* [TASK PROMPT]: Which lines below fall between the one containing "type Error = ReservoirError;" and the one containing "impl std::fmt::Display for SourceId"? Repeat them exactly, counting both of those lines, and add nothing else.

* [RECORDS PROVIDED]:
BEGIN
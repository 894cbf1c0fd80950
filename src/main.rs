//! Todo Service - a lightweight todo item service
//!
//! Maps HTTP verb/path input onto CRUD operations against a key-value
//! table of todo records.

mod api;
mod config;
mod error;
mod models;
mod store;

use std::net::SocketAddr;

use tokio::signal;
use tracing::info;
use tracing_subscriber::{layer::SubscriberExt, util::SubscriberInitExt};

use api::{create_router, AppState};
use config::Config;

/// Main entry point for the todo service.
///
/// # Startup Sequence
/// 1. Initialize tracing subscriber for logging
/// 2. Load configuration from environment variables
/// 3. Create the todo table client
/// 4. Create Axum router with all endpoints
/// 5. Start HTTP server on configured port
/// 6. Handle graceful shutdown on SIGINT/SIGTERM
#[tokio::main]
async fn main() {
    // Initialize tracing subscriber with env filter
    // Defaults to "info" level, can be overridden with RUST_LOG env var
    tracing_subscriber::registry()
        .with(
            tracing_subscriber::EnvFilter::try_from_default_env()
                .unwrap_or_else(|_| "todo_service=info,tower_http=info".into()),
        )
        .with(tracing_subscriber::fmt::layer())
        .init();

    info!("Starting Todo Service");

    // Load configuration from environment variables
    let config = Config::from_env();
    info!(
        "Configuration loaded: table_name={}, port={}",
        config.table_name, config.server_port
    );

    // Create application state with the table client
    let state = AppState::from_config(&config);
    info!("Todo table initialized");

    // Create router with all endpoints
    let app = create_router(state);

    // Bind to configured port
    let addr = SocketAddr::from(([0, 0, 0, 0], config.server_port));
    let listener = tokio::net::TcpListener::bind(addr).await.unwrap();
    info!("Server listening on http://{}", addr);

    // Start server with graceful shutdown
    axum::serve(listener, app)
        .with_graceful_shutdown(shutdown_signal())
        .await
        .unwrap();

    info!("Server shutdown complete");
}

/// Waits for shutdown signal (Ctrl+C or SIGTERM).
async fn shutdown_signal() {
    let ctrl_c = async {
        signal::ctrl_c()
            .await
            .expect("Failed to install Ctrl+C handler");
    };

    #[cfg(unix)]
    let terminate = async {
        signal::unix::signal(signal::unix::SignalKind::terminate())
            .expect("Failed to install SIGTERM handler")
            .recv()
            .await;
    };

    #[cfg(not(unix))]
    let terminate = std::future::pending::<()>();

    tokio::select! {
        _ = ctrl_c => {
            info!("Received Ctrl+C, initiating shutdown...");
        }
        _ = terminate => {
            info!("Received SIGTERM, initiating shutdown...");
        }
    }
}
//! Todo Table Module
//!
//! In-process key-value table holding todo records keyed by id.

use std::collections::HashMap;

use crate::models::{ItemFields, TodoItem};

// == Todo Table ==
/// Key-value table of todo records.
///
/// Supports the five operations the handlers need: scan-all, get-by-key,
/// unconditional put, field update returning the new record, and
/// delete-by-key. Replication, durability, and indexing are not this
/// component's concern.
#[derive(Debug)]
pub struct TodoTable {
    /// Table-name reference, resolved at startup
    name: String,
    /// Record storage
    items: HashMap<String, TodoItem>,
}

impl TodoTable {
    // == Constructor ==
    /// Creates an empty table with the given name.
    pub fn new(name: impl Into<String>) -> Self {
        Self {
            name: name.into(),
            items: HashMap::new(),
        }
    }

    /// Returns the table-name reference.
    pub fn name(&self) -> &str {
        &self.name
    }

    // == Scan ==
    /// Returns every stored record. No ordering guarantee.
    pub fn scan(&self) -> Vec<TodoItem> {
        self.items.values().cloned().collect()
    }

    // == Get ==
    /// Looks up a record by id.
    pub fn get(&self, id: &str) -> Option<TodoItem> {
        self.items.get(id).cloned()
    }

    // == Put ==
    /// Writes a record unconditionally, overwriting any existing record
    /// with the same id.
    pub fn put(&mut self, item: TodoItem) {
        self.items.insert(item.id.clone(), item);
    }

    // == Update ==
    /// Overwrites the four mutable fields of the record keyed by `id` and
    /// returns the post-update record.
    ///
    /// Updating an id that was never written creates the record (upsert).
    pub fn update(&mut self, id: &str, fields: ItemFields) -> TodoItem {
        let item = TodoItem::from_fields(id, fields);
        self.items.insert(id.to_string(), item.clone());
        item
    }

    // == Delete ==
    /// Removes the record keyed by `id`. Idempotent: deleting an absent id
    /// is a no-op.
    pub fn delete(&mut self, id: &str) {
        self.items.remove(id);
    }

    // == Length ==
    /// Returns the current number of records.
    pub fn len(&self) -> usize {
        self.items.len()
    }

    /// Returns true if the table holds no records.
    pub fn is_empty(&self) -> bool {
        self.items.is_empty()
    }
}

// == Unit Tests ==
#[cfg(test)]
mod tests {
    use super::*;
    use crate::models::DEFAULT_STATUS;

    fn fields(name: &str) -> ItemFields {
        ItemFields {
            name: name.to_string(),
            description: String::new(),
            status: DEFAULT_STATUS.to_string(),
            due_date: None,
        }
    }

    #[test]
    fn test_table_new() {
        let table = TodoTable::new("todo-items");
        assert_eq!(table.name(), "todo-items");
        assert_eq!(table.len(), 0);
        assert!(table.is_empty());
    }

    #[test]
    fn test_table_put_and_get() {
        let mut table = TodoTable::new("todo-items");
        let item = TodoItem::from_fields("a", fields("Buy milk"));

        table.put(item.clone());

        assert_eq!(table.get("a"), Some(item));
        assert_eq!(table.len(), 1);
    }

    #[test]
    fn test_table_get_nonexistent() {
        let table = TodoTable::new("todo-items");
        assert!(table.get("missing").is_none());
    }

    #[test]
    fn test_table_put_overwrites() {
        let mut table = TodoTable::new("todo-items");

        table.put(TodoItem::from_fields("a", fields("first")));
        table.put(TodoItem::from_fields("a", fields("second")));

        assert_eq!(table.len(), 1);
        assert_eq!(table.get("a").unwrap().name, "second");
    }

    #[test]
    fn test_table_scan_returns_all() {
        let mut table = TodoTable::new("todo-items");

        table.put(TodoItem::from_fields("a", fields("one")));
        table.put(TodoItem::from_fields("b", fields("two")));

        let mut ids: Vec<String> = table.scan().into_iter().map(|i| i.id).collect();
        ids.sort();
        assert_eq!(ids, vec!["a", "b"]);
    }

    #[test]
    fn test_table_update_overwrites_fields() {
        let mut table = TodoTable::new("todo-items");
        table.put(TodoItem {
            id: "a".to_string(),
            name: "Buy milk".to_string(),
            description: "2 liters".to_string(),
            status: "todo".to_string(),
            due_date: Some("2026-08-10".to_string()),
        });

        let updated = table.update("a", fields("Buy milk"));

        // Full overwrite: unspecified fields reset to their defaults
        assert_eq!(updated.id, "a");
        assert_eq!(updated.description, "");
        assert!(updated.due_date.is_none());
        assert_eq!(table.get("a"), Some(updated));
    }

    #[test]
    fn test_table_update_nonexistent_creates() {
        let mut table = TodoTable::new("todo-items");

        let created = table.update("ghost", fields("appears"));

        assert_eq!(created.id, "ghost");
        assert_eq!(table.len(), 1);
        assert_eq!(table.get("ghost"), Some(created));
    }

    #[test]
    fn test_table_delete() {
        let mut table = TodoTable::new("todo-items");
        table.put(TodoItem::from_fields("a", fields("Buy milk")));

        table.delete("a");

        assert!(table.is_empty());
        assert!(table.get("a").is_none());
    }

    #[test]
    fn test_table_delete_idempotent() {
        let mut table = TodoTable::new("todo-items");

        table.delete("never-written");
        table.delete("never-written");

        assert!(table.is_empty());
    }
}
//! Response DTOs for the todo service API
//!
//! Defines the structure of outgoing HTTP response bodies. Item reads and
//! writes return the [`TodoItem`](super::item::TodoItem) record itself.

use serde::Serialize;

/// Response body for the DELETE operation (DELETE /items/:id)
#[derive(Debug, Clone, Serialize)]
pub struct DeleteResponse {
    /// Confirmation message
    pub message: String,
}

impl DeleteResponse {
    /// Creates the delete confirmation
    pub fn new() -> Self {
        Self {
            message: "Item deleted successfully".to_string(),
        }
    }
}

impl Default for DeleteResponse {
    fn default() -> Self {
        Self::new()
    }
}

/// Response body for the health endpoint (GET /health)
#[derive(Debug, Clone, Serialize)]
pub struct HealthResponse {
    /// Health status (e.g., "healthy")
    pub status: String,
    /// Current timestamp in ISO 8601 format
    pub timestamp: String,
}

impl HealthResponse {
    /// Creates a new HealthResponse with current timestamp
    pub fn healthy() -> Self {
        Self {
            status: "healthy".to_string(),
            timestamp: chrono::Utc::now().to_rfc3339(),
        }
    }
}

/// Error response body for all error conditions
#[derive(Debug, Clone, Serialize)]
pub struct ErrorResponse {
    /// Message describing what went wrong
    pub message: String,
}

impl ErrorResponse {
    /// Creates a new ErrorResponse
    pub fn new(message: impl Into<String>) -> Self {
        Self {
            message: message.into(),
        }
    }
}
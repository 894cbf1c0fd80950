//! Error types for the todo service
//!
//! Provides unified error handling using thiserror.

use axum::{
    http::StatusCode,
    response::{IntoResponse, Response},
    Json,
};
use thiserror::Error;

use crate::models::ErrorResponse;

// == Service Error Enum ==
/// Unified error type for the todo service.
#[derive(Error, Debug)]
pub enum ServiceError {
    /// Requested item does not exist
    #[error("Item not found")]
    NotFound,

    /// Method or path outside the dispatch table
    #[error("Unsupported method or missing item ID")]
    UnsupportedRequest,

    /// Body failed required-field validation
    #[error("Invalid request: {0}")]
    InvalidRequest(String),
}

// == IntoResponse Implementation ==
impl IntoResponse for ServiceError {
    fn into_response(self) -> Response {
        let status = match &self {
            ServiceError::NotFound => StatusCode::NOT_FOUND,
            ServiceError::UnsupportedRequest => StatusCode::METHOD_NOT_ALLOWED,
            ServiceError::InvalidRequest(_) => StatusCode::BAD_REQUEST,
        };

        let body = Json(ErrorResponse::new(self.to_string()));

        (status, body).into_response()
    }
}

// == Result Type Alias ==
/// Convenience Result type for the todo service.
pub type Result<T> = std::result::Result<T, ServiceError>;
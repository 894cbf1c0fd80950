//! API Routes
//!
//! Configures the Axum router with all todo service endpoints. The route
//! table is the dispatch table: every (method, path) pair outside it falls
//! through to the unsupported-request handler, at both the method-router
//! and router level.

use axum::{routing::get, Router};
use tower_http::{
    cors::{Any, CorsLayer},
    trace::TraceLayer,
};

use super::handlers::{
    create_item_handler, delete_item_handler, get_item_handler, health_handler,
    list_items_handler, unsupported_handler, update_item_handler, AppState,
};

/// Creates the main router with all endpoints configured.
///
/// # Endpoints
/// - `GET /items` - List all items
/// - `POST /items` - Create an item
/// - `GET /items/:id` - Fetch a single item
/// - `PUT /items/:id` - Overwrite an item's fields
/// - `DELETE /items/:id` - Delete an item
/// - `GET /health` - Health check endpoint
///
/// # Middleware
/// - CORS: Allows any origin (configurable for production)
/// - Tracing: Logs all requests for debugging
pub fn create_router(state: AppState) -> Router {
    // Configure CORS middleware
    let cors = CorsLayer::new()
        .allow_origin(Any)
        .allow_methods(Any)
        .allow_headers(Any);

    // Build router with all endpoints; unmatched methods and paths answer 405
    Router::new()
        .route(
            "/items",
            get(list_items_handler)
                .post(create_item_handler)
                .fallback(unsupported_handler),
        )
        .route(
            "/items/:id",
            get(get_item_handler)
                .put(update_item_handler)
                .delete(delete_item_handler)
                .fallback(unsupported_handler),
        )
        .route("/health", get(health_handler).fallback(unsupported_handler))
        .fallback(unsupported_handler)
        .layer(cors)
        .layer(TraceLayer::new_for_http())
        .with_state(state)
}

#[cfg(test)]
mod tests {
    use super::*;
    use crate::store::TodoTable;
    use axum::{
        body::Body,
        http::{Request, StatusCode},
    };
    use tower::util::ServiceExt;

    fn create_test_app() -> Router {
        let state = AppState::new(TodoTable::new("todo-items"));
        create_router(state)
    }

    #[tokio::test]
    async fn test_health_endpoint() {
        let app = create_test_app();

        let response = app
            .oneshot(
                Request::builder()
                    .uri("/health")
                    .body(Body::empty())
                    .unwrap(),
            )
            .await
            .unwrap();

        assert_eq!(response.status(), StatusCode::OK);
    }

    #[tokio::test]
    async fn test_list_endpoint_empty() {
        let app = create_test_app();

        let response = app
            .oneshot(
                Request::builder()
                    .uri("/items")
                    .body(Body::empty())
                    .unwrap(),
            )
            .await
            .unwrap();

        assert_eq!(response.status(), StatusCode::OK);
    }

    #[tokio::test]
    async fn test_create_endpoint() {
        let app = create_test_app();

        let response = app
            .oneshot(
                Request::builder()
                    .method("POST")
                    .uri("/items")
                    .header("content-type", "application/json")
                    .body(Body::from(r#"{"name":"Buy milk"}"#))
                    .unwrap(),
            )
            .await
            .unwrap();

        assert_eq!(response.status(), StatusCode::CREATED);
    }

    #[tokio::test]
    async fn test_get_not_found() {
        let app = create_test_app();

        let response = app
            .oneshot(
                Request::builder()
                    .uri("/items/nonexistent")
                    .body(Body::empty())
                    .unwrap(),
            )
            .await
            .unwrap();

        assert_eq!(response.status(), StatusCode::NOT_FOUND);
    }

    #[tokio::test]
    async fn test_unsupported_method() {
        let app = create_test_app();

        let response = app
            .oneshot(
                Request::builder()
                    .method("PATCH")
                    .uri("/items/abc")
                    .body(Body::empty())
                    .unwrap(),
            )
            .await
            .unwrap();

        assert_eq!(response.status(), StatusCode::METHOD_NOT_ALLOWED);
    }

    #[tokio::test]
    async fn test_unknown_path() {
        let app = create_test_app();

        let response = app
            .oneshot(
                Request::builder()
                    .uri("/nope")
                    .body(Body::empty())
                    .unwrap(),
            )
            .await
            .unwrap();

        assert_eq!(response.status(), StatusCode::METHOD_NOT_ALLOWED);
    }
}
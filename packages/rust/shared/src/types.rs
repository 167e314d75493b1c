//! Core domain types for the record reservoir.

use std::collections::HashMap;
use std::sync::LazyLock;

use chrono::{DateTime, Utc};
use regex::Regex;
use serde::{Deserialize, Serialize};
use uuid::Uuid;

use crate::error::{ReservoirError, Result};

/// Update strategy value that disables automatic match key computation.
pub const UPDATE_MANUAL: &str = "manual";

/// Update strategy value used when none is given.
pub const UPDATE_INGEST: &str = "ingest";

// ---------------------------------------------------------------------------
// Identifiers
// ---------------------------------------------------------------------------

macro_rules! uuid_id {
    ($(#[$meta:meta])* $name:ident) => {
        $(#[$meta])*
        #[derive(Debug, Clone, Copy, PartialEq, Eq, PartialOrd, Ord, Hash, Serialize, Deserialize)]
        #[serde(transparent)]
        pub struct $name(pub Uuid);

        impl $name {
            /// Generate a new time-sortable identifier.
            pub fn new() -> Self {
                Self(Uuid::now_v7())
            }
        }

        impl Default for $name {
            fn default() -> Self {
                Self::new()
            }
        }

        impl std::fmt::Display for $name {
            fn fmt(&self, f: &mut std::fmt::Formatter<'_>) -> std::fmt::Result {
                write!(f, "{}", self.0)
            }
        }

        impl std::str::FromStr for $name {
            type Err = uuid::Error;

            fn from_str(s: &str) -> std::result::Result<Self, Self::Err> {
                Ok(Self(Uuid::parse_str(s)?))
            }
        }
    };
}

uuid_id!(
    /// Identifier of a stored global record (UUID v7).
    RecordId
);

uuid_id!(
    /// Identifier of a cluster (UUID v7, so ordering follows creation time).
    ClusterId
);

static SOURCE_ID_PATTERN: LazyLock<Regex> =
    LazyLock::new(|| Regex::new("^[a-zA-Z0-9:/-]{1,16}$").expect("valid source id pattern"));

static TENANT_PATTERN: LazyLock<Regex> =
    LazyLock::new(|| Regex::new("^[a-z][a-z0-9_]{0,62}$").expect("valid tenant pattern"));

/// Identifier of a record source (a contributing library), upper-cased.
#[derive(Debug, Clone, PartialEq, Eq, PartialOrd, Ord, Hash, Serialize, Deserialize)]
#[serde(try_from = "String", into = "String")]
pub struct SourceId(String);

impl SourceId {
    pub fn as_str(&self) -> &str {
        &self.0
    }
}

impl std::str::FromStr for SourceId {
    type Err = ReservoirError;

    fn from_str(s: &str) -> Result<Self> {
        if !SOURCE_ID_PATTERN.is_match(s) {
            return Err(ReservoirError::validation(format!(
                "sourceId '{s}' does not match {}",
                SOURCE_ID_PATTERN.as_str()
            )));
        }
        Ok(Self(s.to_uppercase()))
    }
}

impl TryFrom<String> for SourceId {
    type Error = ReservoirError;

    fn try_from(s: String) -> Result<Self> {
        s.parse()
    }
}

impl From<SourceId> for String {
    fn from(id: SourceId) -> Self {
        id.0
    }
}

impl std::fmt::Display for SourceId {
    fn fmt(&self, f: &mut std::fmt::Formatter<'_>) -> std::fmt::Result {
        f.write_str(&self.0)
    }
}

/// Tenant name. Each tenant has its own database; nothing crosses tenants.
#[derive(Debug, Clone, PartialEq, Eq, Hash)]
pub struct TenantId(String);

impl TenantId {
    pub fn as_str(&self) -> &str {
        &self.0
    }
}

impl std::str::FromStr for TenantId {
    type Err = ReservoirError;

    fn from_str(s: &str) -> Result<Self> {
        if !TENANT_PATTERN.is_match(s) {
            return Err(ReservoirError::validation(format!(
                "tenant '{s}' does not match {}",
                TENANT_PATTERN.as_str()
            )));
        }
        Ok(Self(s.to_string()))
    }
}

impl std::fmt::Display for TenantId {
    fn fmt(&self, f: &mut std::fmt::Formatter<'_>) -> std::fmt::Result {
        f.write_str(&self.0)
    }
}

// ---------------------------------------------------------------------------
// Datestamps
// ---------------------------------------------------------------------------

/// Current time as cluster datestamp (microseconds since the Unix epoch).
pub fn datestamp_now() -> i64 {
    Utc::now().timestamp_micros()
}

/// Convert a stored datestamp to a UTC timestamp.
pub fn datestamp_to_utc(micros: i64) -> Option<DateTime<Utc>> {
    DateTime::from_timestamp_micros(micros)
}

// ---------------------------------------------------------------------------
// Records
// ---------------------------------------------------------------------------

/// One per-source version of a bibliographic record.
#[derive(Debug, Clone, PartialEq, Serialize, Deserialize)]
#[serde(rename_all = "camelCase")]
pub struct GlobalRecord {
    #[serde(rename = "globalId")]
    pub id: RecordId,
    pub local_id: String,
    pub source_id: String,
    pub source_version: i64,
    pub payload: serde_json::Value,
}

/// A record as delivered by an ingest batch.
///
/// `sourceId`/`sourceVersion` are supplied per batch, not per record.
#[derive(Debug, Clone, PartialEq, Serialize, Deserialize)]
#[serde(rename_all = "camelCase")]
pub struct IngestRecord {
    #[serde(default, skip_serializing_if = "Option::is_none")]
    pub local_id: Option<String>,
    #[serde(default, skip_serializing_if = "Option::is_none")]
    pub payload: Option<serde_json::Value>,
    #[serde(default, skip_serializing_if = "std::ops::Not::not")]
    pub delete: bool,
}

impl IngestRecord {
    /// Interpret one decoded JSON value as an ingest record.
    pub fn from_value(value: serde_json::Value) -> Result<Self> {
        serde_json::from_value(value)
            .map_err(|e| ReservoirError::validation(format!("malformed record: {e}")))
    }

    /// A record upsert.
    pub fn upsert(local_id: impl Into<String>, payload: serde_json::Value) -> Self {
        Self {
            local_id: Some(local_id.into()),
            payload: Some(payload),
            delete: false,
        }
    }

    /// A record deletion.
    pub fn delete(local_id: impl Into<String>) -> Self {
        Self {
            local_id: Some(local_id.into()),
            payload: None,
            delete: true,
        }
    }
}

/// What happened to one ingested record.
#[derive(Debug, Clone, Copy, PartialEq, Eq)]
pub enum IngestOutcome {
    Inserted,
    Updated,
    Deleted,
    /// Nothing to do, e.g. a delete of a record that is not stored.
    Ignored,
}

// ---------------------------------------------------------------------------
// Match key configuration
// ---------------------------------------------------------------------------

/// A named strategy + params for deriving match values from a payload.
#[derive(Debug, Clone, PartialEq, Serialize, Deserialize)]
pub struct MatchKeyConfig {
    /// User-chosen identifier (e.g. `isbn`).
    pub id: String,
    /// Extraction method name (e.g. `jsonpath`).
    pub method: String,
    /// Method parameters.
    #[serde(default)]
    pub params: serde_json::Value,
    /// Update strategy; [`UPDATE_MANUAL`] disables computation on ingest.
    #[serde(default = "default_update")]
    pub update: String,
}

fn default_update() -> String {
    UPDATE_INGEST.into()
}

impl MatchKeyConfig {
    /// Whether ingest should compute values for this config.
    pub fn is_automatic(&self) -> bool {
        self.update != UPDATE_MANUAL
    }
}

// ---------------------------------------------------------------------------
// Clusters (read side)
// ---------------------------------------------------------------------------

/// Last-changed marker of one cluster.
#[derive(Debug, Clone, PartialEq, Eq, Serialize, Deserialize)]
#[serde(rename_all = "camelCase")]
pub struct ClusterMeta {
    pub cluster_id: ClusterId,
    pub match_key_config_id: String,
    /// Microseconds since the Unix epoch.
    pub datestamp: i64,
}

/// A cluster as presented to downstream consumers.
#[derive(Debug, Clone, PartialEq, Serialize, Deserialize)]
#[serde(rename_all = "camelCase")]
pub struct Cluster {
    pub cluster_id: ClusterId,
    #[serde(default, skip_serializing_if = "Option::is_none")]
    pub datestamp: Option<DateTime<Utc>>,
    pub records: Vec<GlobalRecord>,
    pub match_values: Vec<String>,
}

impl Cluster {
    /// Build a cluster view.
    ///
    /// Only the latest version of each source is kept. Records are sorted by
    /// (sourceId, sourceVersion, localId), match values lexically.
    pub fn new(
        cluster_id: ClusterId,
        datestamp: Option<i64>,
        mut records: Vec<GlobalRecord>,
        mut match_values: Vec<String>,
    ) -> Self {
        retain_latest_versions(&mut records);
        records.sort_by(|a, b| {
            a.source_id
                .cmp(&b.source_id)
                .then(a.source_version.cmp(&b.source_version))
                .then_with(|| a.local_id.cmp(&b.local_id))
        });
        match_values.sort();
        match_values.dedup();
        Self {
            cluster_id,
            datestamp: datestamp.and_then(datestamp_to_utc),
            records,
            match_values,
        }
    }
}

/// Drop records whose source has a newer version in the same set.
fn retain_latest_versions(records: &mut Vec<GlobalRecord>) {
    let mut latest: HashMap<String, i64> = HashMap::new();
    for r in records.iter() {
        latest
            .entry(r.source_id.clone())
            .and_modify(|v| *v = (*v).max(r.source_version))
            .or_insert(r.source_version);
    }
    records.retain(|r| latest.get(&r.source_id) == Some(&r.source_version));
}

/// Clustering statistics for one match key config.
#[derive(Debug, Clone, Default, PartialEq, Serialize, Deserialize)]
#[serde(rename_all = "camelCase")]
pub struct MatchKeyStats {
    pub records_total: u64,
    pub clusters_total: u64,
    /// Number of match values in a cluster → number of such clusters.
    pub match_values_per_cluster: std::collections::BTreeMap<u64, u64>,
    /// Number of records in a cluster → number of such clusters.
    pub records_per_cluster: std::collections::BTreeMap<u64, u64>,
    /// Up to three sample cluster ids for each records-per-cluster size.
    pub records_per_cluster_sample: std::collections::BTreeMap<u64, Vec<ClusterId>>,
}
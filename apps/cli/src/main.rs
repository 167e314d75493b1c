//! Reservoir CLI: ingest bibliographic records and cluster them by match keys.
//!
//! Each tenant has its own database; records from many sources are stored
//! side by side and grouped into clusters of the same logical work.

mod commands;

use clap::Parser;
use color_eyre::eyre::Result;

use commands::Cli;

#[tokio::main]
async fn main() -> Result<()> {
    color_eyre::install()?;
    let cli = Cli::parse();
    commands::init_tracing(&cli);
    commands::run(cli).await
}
END
* [WORKED SOLUTION]:
    type Error = ReservoirError;

    fn try_from(s: String) -> Result<Self> {
        s.parse()
    }
}

impl From<SourceId> for String {
    fn from(id: SourceId) -> Self {
        id.0
    }
}

impl std::fmt::Display for SourceId {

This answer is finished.